• [What you should do]: Copy, from the listing, every line in which the string "ScopeId" is present.

• [Data to use]:
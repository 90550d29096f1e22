//! Front end for the C++ subset completion understands.
//!
//! - [`lexer`] - `logos` tokenizer that survives broken text
//! - [`parser`] - recovering parser that stops at the completion token
//! - [`env`] - what names mean while parsing, for operand typing

pub mod env;
pub mod lexer;
pub mod parser;

pub use lexer::{Lexed, Token, TokenKind, tokenize};
pub use parser::{CompletionSite, Construct, ParsedUnit, parse_completion};
//! Preferred-type inference for the token at the cursor.
//!
//! The heuristics ignore user-defined operator overloads. Records are assumed
//! to combine with their own type under arithmetic and comparison, and no
//! guess is made for the operators that are commonly overloaded with a
//! non-arithmetic meaning (`<<`, `>>`, `&`, `|`, `^`).

use tracing::trace;

use super::expr::{BinaryOp, CursorSide, ExpressionShape, OperatorClass};
use super::types::{DataModel, TypeDescriptor};

/// Preferred type for the cursor in `shape`, or `Unknown` without a shape.
pub fn preferred_type(shape: Option<&ExpressionShape>, model: DataModel) -> TypeDescriptor {
    let Some(shape) = shape else {
        return TypeDescriptor::Unknown;
    };

    let preferred = match shape.cursor_side {
        CursorSide::Right => preferred_rhs_type(shape.op, &shape.known_operand, model),
        // The written operand on the right says little about the target.
        CursorSide::Left => TypeDescriptor::Unknown,
    };
    trace!(%shape, %preferred, "inferred preferred type");
    preferred
}

/// Preferred type of the right operand of `lhs <op> ^`.
pub fn preferred_rhs_type(op: BinaryOp, lhs: &TypeDescriptor, model: DataModel) -> TypeDescriptor {
    use TypeDescriptor as T;

    match op.class() {
        OperatorClass::Comma => T::Unknown,

        OperatorClass::Logical => T::Boolean,

        OperatorClass::Assignment => match lhs {
            // always assume an integer offset, even for `-=`
            T::Pointer(_) if matches!(op, BinaryOp::AddAssign | BinaryOp::SubAssign) => {
                model.pointer_difference()
            }
            _ => lhs.clone(),
        },

        OperatorClass::Additive => match lhs {
            T::Pointer(_) => model.pointer_difference(),
            _ if same_type_operand(lhs) => lhs.clone(),
            _ => T::Unknown,
        },

        OperatorClass::Subtractive => match lhs {
            // assume pointer - pointer
            T::Pointer(_) => lhs.clone(),
            _ if same_type_operand(lhs) => lhs.clone(),
            _ => T::Unknown,
        },

        OperatorClass::Multiplicative => {
            if same_type_operand(lhs) {
                lhs.clone()
            } else {
                T::Unknown
            }
        }

        OperatorClass::Comparison => lhs.clone(),

        OperatorClass::Bitwise => match lhs {
            // scoped enums are not legal here without overloads, but the
            // plain spelling is still the best guess
            T::Enum { .. } => lhs.unscoped(),
            T::Integral { .. } | T::Boolean => lhs.clone(),
            T::Record { .. } | T::FloatingPoint(_) | T::Pointer(_) | T::Unknown => T::Unknown,
        },

        // the left operand is promoted, so its width says nothing about the
        // shift count; enumerations shift like their underlying integer
        OperatorClass::Shift => match lhs {
            T::Integral { .. } | T::Boolean | T::Enum { .. } => T::INT,
            T::Record { .. } | T::FloatingPoint(_) | T::Pointer(_) | T::Unknown => T::Unknown,
        },
    }
}

/// Operands for which arithmetic assumes the other side has the same type.
fn same_type_operand(ty: &TypeDescriptor) -> bool {
    ty.is_arithmetic() || ty.is_record()
}

#[cfg(test)]
mod tests {
    use super::*;
    use crate::hir::types::{FloatWidth, IntWidth, RecordTag};

    fn rhs(op: BinaryOp, lhs: &TypeDescriptor) -> String {
        preferred_rhs_type(op, lhs, DataModel::Lp64).to_string()
    }

    #[test]
    fn test_no_shape_is_unknown() {
        assert!(preferred_type(None, DataModel::Lp64).is_unknown());
    }

    #[test]
    fn test_left_side_is_unknown() {
        let shape = ExpressionShape::new(BinaryOp::Assign, TypeDescriptor::INT, CursorSide::Left);
        assert!(preferred_type(Some(&shape), DataModel::Lp64).is_unknown());
    }

    #[test]
    fn test_assignments_keep_target_type() {
        let float = TypeDescriptor::FloatingPoint(FloatWidth::Float);
        let cls = TypeDescriptor::record("Cls", RecordTag::Class);
        let ptr = TypeDescriptor::pointer_to(TypeDescriptor::INT);
        for op in [
            BinaryOp::Assign,
            BinaryOp::AddAssign,
            BinaryOp::SubAssign,
            BinaryOp::MulAssign,
            BinaryOp::DivAssign,
            BinaryOp::RemAssign,
        ] {
            assert_eq!(rhs(op, &TypeDescriptor::INT), "int", "{op}");
            assert_eq!(rhs(op, &float), "float", "{op}");
            assert_eq!(rhs(op, &cls), "class Cls", "{op}");
        }
        assert_eq!(rhs(BinaryOp::Assign, &ptr), "int *");
    }

    #[test]
    fn test_pointer_offsets() {
        let ptr = TypeDescriptor::pointer_to(TypeDescriptor::INT);
        assert_eq!(rhs(BinaryOp::Add, &ptr), "long");
        assert_eq!(rhs(BinaryOp::AddAssign, &ptr), "long");
        assert_eq!(rhs(BinaryOp::SubAssign, &ptr), "long");
        assert_eq!(rhs(BinaryOp::Sub, &ptr), "int *");
        assert_eq!(
            preferred_rhs_type(BinaryOp::Add, &ptr, DataModel::Llp64).to_string(),
            "long long"
        );
    }

    #[test]
    fn test_logical_is_always_boolean() {
        let ptr = TypeDescriptor::pointer_to(TypeDescriptor::INT);
        let cls = TypeDescriptor::record("Cls", RecordTag::Class);
        for lhs in [TypeDescriptor::INT, ptr, cls, TypeDescriptor::Unknown] {
            assert_eq!(rhs(BinaryOp::LogicalAnd, &lhs), "_Bool");
            assert_eq!(rhs(BinaryOp::LogicalOr, &lhs), "_Bool");
        }
    }

    #[test]
    fn test_bitwise_and_shift() {
        let ll = TypeDescriptor::integral(IntWidth::LongLong, true);
        let scoped = TypeDescriptor::enumeration("A", true);
        let cls = TypeDescriptor::record("Cls", RecordTag::Class);

        assert_eq!(rhs(BinaryOp::BitOr, &ll), "long long");
        assert_eq!(rhs(BinaryOp::AndAssign, &ll), "long long");
        assert_eq!(
            preferred_rhs_type(BinaryOp::BitAnd, &scoped, DataModel::Lp64),
            TypeDescriptor::enumeration("A", false)
        );
        assert_eq!(rhs(BinaryOp::Shl, &ll), "int");
        assert_eq!(rhs(BinaryOp::ShrAssign, &TypeDescriptor::INT), "int");
        for op in [
            BinaryOp::Shl,
            BinaryOp::Shr,
            BinaryOp::BitOr,
            BinaryOp::BitAnd,
            BinaryOp::ShlAssign,
            BinaryOp::ShrAssign,
            BinaryOp::OrAssign,
            BinaryOp::AndAssign,
        ] {
            assert_eq!(rhs(op, &cls), "NULL TYPE", "{op}");
        }
    }

    #[test]
    fn test_enum_shifts_prefer_int() {
        let plain = TypeDescriptor::enumeration("E", false);
        let scoped = TypeDescriptor::enumeration("S", true);
        assert_eq!(rhs(BinaryOp::Shl, &plain), "int");
        assert_eq!(rhs(BinaryOp::ShrAssign, &plain), "int");
        assert_eq!(rhs(BinaryOp::Shr, &scoped), "int");
        assert_eq!(rhs(BinaryOp::Shl, &TypeDescriptor::Boolean), "int");
        assert_eq!(
            rhs(BinaryOp::Shl, &TypeDescriptor::FloatingPoint(FloatWidth::Double)),
            "NULL TYPE"
        );
    }

    #[test]
    fn test_comma_has_no_opinion() {
        assert_eq!(rhs(BinaryOp::Comma, &TypeDescriptor::INT), "NULL TYPE");
    }

    #[test]
    fn test_unusual_operands_fall_back_to_unknown() {
        let ptr = TypeDescriptor::pointer_to(TypeDescriptor::INT);
        let scoped = TypeDescriptor::enumeration("A", true);
        assert_eq!(rhs(BinaryOp::Mul, &ptr), "NULL TYPE");
        assert_eq!(rhs(BinaryOp::Add, &scoped), "NULL TYPE");
        assert_eq!(rhs(BinaryOp::Shl, &ptr), "NULL TYPE");
        assert_eq!(rhs(BinaryOp::BitOr, &ptr), "NULL TYPE");
        assert_eq!(rhs(BinaryOp::Eq, &scoped), "enum A");
    }
}
//! Arena identifiers for scope tree nodes.

use std::fmt;

/// A handle to a node in a [`ScopeTree`](super::ScopeTree).
///
/// These are assigned sequentially as namespaces are discovered while parsing,
/// so the translation unit is always `ScopeId(0)`. A handle is only meaningful
/// for the tree that issued it.
#[derive(Copy, Clone, Eq, PartialEq, Hash, Ord, PartialOrd)]
pub struct ScopeId(u32);

impl ScopeId {
    /// The translation-unit scope, root of every tree.
    pub const ROOT: ScopeId = ScopeId(0);

    /// Create a new ScopeId.
    #[inline]
    pub const fn new(id: u32) -> Self {
        Self(id)
    }

    /// Get the raw index.
    #[inline]
    pub const fn index(self) -> usize {
        self.0 as usize
    }
}

impl fmt::Debug for ScopeId {
    fn fmt(&self, f: &mut fmt::Formatter<'_>) -> fmt::Result {
        write!(f, "ScopeId({})", self.0)
    }
}

impl From<u32> for ScopeId {
    #[inline]
    fn from(id: u32) -> Self {
        Self(id)
    }
}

• [Exercise result]:
/// so the translation unit is always `ScopeId(0)`. A handle is only meaningful
pub struct ScopeId(u32);
impl ScopeId {
    pub const ROOT: ScopeId = ScopeId(0);
    /// Create a new ScopeId.
impl fmt::Debug for ScopeId {
        write!(f, "ScopeId({})", self.0)
impl From<u32> for ScopeId {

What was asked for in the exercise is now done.